Of all those who’ve had their say, and then some, about Albert Camus, A.J. Liebling likely came closest to summing up his essence when, in a footnote to one of his columns about what we used to call, “The Press,” he wrote that Camus’ energies “were dissipated in creative writing and we lost a great journalist.”
Except I’m not as sure as Liebling was that we “lost” Camus as a journalist. If anything, I’m thinking that in the almost 60 years since Camus was killed, at 46, in the crash of his publisher’s sports car, he’s come into even greater definition as a writer whose nonfiction, most especially his journalism, has more to tell us these days than the novels, stories and plays that forged his reputation during his lifetime.
He was often classified as a philosopher and this seems to me as misapplied as using the same word to describe Norman Mailer. At their respective peaks, both were remarkable, relentlessly penetrating observers, not only of their own psyches, but also of whatever energies were swirling around them. One need only read some of Camus’ Lyrical and Critical Essays published posthumously in 1968 and the intensely rendered landscapes of Prague, Oran, Algiers and the Mediterranean to see how he could put a reader alongside him in the places he describes. You also see this fidelity for pertinent detail in his last novel, The First Man as he vividly evokes what it looked, sounded and even smelled like to be in the houses, neighborhoods and schools of his childhood.

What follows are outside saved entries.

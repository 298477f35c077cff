//! Edge stream publisher library.
//!
//! Accepts SMS auth events over HTTP, tags them with a SHA-256 digest of the
//! user id, and publishes them to a Macrometa stream application.

pub mod config;
pub mod digest;
pub mod handler;
pub mod http;
pub mod lifecycle;
pub mod observability;
pub mod stream;

pub use config::schema::PublisherConfig;
pub use handler::SmsEventHandler;
pub use http::HttpServer;
pub use lifecycle::Shutdown;
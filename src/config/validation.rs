//! Configuration validation.
//!
//! Serde handles syntax; this module checks values. Every problem is
//! collected so an operator sees the full list in one pass.

use std::net::SocketAddr;

use thiserror::Error;
use url::Url;

use crate::config::schema::PublisherConfig;

/// A single semantic problem in a loaded configuration.
#[derive(Debug, Clone, PartialEq, Eq, Error)]
pub enum ValidationError {
    #[error("{field}: invalid URL '{value}': {reason}")]
    InvalidUrl {
        field: &'static str,
        value: String,
        reason: String,
    },

    #[error("{0} must not be empty")]
    Empty(&'static str),

    #[error("{field}: '{value}' must not contain '/'")]
    PathSegment { field: &'static str, value: String },

    #[error("{0} must be greater than zero")]
    Zero(&'static str),

    #[error("{field}: invalid socket address '{value}'")]
    InvalidAddress { field: &'static str, value: String },

    #[error("{field}: invalid header name '{value}'")]
    InvalidHeader { field: &'static str, value: String },
}

/// Validate a configuration, returning all errors found.
pub fn validate_config(config: &PublisherConfig) -> Result<(), Vec<ValidationError>> {
    let mut errors = Vec::new();

    match Url::parse(&config.stream.c8_url) {
        Ok(url) if url.scheme() == "http" || url.scheme() == "https" => {}
        Ok(url) => errors.push(ValidationError::InvalidUrl {
            field: "stream.c8_url",
            value: config.stream.c8_url.clone(),
            reason: format!("unsupported scheme '{}'", url.scheme()),
        }),
        Err(e) => errors.push(ValidationError::InvalidUrl {
            field: "stream.c8_url",
            value: config.stream.c8_url.clone(),
            reason: e.to_string(),
        }),
    }

    for (field, value) in [
        ("stream.fabric", &config.stream.fabric),
        ("stream.app_name", &config.stream.app_name),
        ("stream.stream_name", &config.stream.stream_name),
    ] {
        check_segment(field, value, &mut errors);
    }

    if config.stream.origin_name.trim().is_empty() {
        errors.push(ValidationError::Empty("stream.origin_name"));
    }

    for (field, value) in [
        ("timeouts.request_secs", config.timeouts.request_secs),
        ("timeouts.connect_secs", config.timeouts.connect_secs),
        ("timeouts.upstream_secs", config.timeouts.upstream_secs),
    ] {
        if value == 0 {
            errors.push(ValidationError::Zero(field));
        }
    }

    if config.security.max_body_size == 0 {
        errors.push(ValidationError::Zero("security.max_body_size"));
    }

    check_address("listener.bind_address", &config.listener.bind_address, &mut errors);
    if config.observability.metrics_enabled {
        check_address(
            "observability.metrics_address",
            &config.observability.metrics_address,
            &mut errors,
        );
    }

    if axum::http::HeaderName::from_bytes(config.variables.api_key_header.as_bytes()).is_err() {
        errors.push(ValidationError::InvalidHeader {
            field: "variables.api_key_header",
            value: config.variables.api_key_header.clone(),
        });
    }

    if errors.is_empty() {
        Ok(())
    } else {
        Err(errors)
    }
}

fn check_segment(field: &'static str, value: &str, errors: &mut Vec<ValidationError>) {
    if value.trim().is_empty() {
        errors.push(ValidationError::Empty(field));
    } else if value.contains('/') {
        errors.push(ValidationError::PathSegment {
            field,
            value: value.to_string(),
        });
    }
}

fn check_address(field: &'static str, value: &str, errors: &mut Vec<ValidationError>) {
    if value.parse::<SocketAddr>().is_err() {
        errors.push(ValidationError::InvalidAddress {
            field,
            value: value.to_string(),
        });
    }
}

Tagging Camus as a journalist, however, may seem to devotees a kind of demotion from being the globally revered “conscience” of the Western world. A review of Herbert Lottman’s 1979 Camus biography suggested that the book made its subject sound more like “a species of ballasted newspaperman, a French James Reston.” Clearly this wasn’t meant as a compliment to Lottman, Camus or Reston. (And, by the way: “ballasted”?) All those iconic photos of a brooding Camus in an open trench coat, a cigarette dangling Bogart-ishly from his lips seal this overall impression, adding noir-ish glamour and affirming to some that there was less than met the eye to Camus’ philosophical repute.
His journalistic repute, however, remains to me valuable and important. His was the kind of skeptical mind that was even skeptical towards its own skepticism. Journalists insist that this is a worthwhile quality in the abstract; in the workaday world, however, it’s seen as an immobilizing liability. Can’t keep second-guessing yourselves, people! Got to nail something down before deadline.
When he nailed things down, Camus was unequivocal and the impact was, if anything, only amplified by the pitch and yaw of his self-inquiries, especially when it came to such subjects as capital punishment (which he was forcefully, persuasively against) and resistance against World War II Nazi occupiers and Vichy collaborators alike.
There’s a shock of recognition to be found on the first page of Camus and Combat: Writing 1944-1947 (Princeton University Press), a collection of his journalism for the French Resistance newspaper for which Camus served as editor-in-chief and editorial writer. In March 1944, the 55th edition of Combat ran his editorial, “Against Total War, Total Resistance.” If you’ve been alive and aware over the last few years, the following excerpts are going to feel…eerie to read:
“Lying is never without purpose. Even the most impudent lie, if repeated, often enough, and long enough, always leaves a trace. German propaganda subscribes to this principle, and today we have another example of its application. Inspired by Goebbels’ minions, cheered on by the lackey press, and staged by the Milice [a French militia backing German efforts to put down the Resistance], a formidable campaign has just been launched — a guise which seeks, in the guise of an attack on the patriots of the underground and of the Resistance, to divide the French once again. This is what they are saying to Frenchmen: ‘We are killing and destroying bandits who would kill you if you weren’t there. You have nothing in common with them.’
“Although this lie, reprinted a million times, retains a certain power, stating the truth is enough to repel the falsehood. And here is the truth: it is that the French have everything in common with those whom they are today being taught to fear and despise…
“Don’t say, ‘This doesn’t concern me. I live in the country and the end of the war will find me just as I was at the beginning of the tragedy, living in peace.’ Because it does concern you…”
“There is only one fight, and if you don’t join it, your enemy will nevertheless supply you with daily proof that that fight is yours. Take your place in it because if the fate of everyone you like and respect concerns you, then once again, rest assured, this fight does concern you. Just tell yourself we will bring to it the great strength of the oppressed, namely solidarity in suffering. That is the force that will ultimately kill the lie, and our common hope is that when that day comes, it will retain enough momentum to inspire a new truth and a new France.” (Translated by Arthur Goldhammer).
This is not writing as evasion, or redirection or submission. This is not writing as an alternative or as an amendment to action. This is writing as action. To write is to act.
When Camus wrote this, the occupation and the war were approaching their conclusions. Right now, whatever it is we’ve been going through since 2016 appears to be starting its end. Whether it happens or not, the resonance of these words and, for that matter, of Camus’ other editorials, may never dissipate as long as there are fears and loathing to be exploited by monsters.